What is needed here is an exact transcription of all the entries.

■ ■ ■ ■

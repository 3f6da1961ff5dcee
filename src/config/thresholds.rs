use crate::core::{format_number, parse_number};
use serde::{Deserialize, Serialize};
use std::collections::BTreeMap;
use std::fmt;

/// One entry of a regulatory threshold table as written in a profile.
///
/// Regulations mix numeric maxima with narrative limits ("virtually
/// absent"), so both forms are accepted.
#[derive(Debug, Clone, PartialEq, Serialize, Deserialize)]
#[serde(untagged)]
pub enum ThresholdEntry {
    Number(f64),
    Text(String),
}

/// Result of looking up the limit for a (class, parameter) pair.
#[derive(Debug, Clone, PartialEq)]
pub enum Limit {
    /// A numeric maximum permissible value
    Value(f64),
    /// The class or the parameter has no entry in the table
    Undefined,
    /// An entry exists but does not read as a number
    NonNumeric(String),
}

impl Limit {
    pub fn as_number(&self) -> Option<f64> {
        match self {
            Limit::Value(v) => Some(*v),
            _ => None,
        }
    }

    pub fn is_numeric(&self) -> bool {
        matches!(self, Limit::Value(_))
    }
}

impl fmt::Display for Limit {
    fn fmt(&self, f: &mut fmt::Formatter<'_>) -> fmt::Result {
        match self {
            Limit::Value(v) => f.write_str(&format_number(*v)),
            Limit::Undefined => Ok(()),
            Limit::NonNumeric(text) => f.write_str(text),
        }
    }
}

/// Regulatory class -> parameter -> limit. Read-only reference data.
#[derive(Debug, Clone, Default, PartialEq, Serialize, Deserialize)]
#[serde(transparent)]
pub struct ThresholdTable {
    classes: BTreeMap<String, BTreeMap<String, ThresholdEntry>>,
}

impl ThresholdTable {
    pub fn new() -> Self {
        Self::default()
    }

    pub fn with_limit(
        mut self,
        class: impl Into<String>,
        parameter: impl Into<String>,
        entry: ThresholdEntry,
    ) -> Self {
        self.classes
            .entry(class.into())
            .or_default()
            .insert(parameter.into(), entry);
        self
    }

    pub fn with_value(
        self,
        class: impl Into<String>,
        parameter: impl Into<String>,
        value: f64,
    ) -> Self {
        self.with_limit(class, parameter, ThresholdEntry::Number(value))
    }

    /// Resolve the limit for a parameter under a class. Unknown classes
    /// and unknown parameters both resolve to [`Limit::Undefined`].
    pub fn limit(&self, class: &str, parameter: &str) -> Limit {
        match self.classes.get(class).and_then(|limits| limits.get(parameter)) {
            None => Limit::Undefined,
            Some(ThresholdEntry::Number(v)) if v.is_finite() => Limit::Value(*v),
            Some(ThresholdEntry::Number(v)) => Limit::NonNumeric(v.to_string()),
            Some(ThresholdEntry::Text(text)) => match parse_number(text) {
                Some(v) => Limit::Value(v),
                None => Limit::NonNumeric(text.clone()),
            },
        }
    }

    pub fn has_class(&self, class: &str) -> bool {
        self.classes.contains_key(class)
    }

    pub fn classes(&self) -> impl Iterator<Item = &str> {
        self.classes.keys().map(String::as_str)
    }

    /// Parameters with an entry under a class, sorted by name.
    pub fn parameters(&self, class: &str) -> Vec<&str> {
        self.classes
            .get(class)
            .map(|limits| limits.keys().map(String::as_str).collect())
            .unwrap_or_default()
    }

    pub fn is_empty(&self) -> bool {
        self.classes.is_empty()
    }
}

#[cfg(test)]
mod tests {
    use super::*;

    fn table() -> ThresholdTable {
        ThresholdTable::new()
            .with_value("Classe 2", "Cromo", 0.05)
            .with_limit("Classe 2", "pH", ThresholdEntry::Text("6.0".into()))
            .with_limit(
                "Classe 2",
                "Materiais flutuantes",
                ThresholdEntry::Text("Virtualmente ausentes".into()),
            )
    }

    #[test]
    fn numeric_limits_resolve() {
        assert_eq!(table().limit("Classe 2", "Cromo"), Limit::Value(0.05));
        assert_eq!(table().limit("Classe 2", "pH"), Limit::Value(6.0));
    }

    #[test]
    fn absent_class_or_parameter_is_undefined() {
        assert_eq!(table().limit("Classe 4", "Cromo"), Limit::Undefined);
        assert_eq!(table().limit("Classe 2", "Zinco"), Limit::Undefined);
    }

    #[test]
    fn narrative_limits_are_non_numeric() {
        let limit = table().limit("Classe 2", "Materiais flutuantes");
        assert_eq!(limit, Limit::NonNumeric("Virtualmente ausentes".to_string()));
        assert_eq!(limit.as_number(), None);
    }

    #[test]
    fn parameters_are_sorted_by_name() {
        assert_eq!(
            table().parameters("Classe 2"),
            vec!["Cromo", "Materiais flutuantes", "pH"]
        );
        assert!(table().parameters("Classe 4").is_empty());
    }

    #[test]
    fn table_deserializes_from_toml() {
        let table: ThresholdTable = toml::from_str(
            r#"
            ["Classe 1"]
            "Cromo" = 0.05
            "Coliformes" = 200
            "Óleos e graxas" = "Virtualmente ausentes"
            "#,
        )
        .unwrap();

        assert_eq!(table.limit("Classe 1", "Coliformes"), Limit::Value(200.0));
        assert!(!table.limit("Classe 1", "Óleos e graxas").is_numeric());
        assert_eq!(table.parameters("Classe 1").len(), 3);
    }
}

■ ■ ■ ■

_OUTPUT FOR THIS TASK_:
repository 3f6da1961ff5dcee
filename src/config/thresholds.rs
use crate::core::{format_number, parse_number};
use serde::{Deserialize, Serialize};
use std::collections::BTreeMap;
use std::fmt;

/// One entry of a regulatory threshold table as written in a profile.
///
/// Regulations mix numeric maxima with narrative limits ("virtually
/// absent"), so both forms are accepted.
#[derive(Debug, Clone, PartialEq, Serialize, Deserialize)]
#[serde(untagged)]
pub enum ThresholdEntry {
    Number(f64),
    Text(String),
}

/// Result of looking up the limit for a (class, parameter) pair.
#[derive(Debug, Clone, PartialEq)]
pub enum Limit {
    /// A numeric maximum permissible value
    Value(f64),
    /// The class or the parameter has no entry in the table
    Undefined,
    /// An entry exists but does not read as a number
    NonNumeric(String),
}

impl Limit {
    pub fn as_number(&self) -> Option<f64> {
        match self {
            Limit::Value(v) => Some(*v),
            _ => None,
        }
    }

    pub fn is_numeric(&self) -> bool {
        matches!(self, Limit::Value(_))
    }
}

impl fmt::Display for Limit {
    fn fmt(&self, f: &mut fmt::Formatter<'_>) -> fmt::Result {
        match self {
            Limit::Value(v) => f.write_str(&format_number(*v)),
            Limit::Undefined => Ok(()),
            Limit::NonNumeric(text) => f.write_str(text),
        }
    }
}

/// Regulatory class -> parameter -> limit. Read-only reference data.
#[derive(Debug, Clone, Default, PartialEq, Serialize, Deserialize)]
#[serde(transparent)]
pub struct ThresholdTable {
    classes: BTreeMap<String, BTreeMap<String, ThresholdEntry>>,
}

impl ThresholdTable {
    pub fn new() -> Self {
        Self::default()
    }

    pub fn with_limit(
        mut self,
        class: impl Into<String>,
        parameter: impl Into<String>,
        entry: ThresholdEntry,
    ) -> Self {
        self.classes
            .entry(class.into())
            .or_default()
            .insert(parameter.into(), entry);
        self
    }

    pub fn with_value(
        self,
        class: impl Into<String>,
        parameter: impl Into<String>,
        value: f64,
    ) -> Self {
        self.with_limit(class, parameter, ThresholdEntry::Number(value))
    }

    /// Resolve the limit for a parameter under a class. Unknown classes
    /// and unknown parameters both resolve to [`Limit::Undefined`].
    pub fn limit(&self, class: &str, parameter: &str) -> Limit {
        match self.classes.get(class).and_then(|limits| limits.get(parameter)) {
            None => Limit::Undefined,
            Some(ThresholdEntry::Number(v)) if v.is_finite() => Limit::Value(*v),
            Some(ThresholdEntry::Number(v)) => Limit::NonNumeric(v.to_string()),
            Some(ThresholdEntry::Text(text)) => match parse_number(text) {
                Some(v) => Limit::Value(v),
                None => Limit::NonNumeric(text.clone()),
            },
        }
    }

    pub fn has_class(&self, class: &str) -> bool {
        self.classes.contains_key(class)
    }

    pub fn classes(&self) -> impl Iterator<Item = &str> {
        self.classes.keys().map(String::as_str)
    }

    /// Parameters with an entry under a class, sorted by name.
    pub fn parameters(&self, class: &str) -> Vec<&str> {
        self.classes
            .get(class)
            .map(|limits| limits.keys().map(String::as_str).collect())
            .unwrap_or_default()
    }

    pub fn is_empty(&self) -> bool {
        self.classes.is_empty()
    }
}

#[cfg(test)]
mod tests {
    use super::*;

    fn table() -> ThresholdTable {
        ThresholdTable::new()
            .with_value("Classe 2", "Cromo", 0.05)
            .with_limit("Classe 2", "pH", ThresholdEntry::Text("6.0".into()))
            .with_limit(
                "Classe 2",
                "Materiais flutuantes",
                ThresholdEntry::Text("Virtualmente ausentes".into()),
            )
    }

    #[test]
    fn numeric_limits_resolve() {
        assert_eq!(table().limit("Classe 2", "Cromo"), Limit::Value(0.05));
        assert_eq!(table().limit("Classe 2", "pH"), Limit::Value(6.0));
    }

    #[test]
    fn absent_class_or_parameter_is_undefined() {
        assert_eq!(table().limit("Classe 4", "Cromo"), Limit::Undefined);
        assert_eq!(table().limit("Classe 2", "Zinco"), Limit::Undefined);
    }

    #[test]
    fn narrative_limits_are_non_numeric() {
        let limit = table().limit("Classe 2", "Materiais flutuantes");
        assert_eq!(limit, Limit::NonNumeric("Virtualmente ausentes".to_string()));
        assert_eq!(limit.as_number(), None);
    }

    #[test]
    fn parameters_are_sorted_by_name() {
        assert_eq!(
            table().parameters("Classe 2"),
            vec!["Cromo", "Materiais flutuantes", "pH"]
        );
        assert!(table().parameters("Classe 4").is_empty());
    }

    #[test]
    fn table_deserializes_from_toml() {
        let table: ThresholdTable = toml::from_str(
            r#"
            ["Classe 1"]
            "Cromo" = 0.05
            "Coliformes" = 200
            "Óleos e graxas" = "Virtualmente ausentes"
            "#,
        )
        .unwrap();

        assert_eq!(table.limit("Classe 1", "Coliformes"), Limit::Value(200.0));
        assert!(!table.limit("Classe 1", "Óleos e graxas").is_numeric());
        assert_eq!(table.parameters("Classe 1").len(), 3);
    }
}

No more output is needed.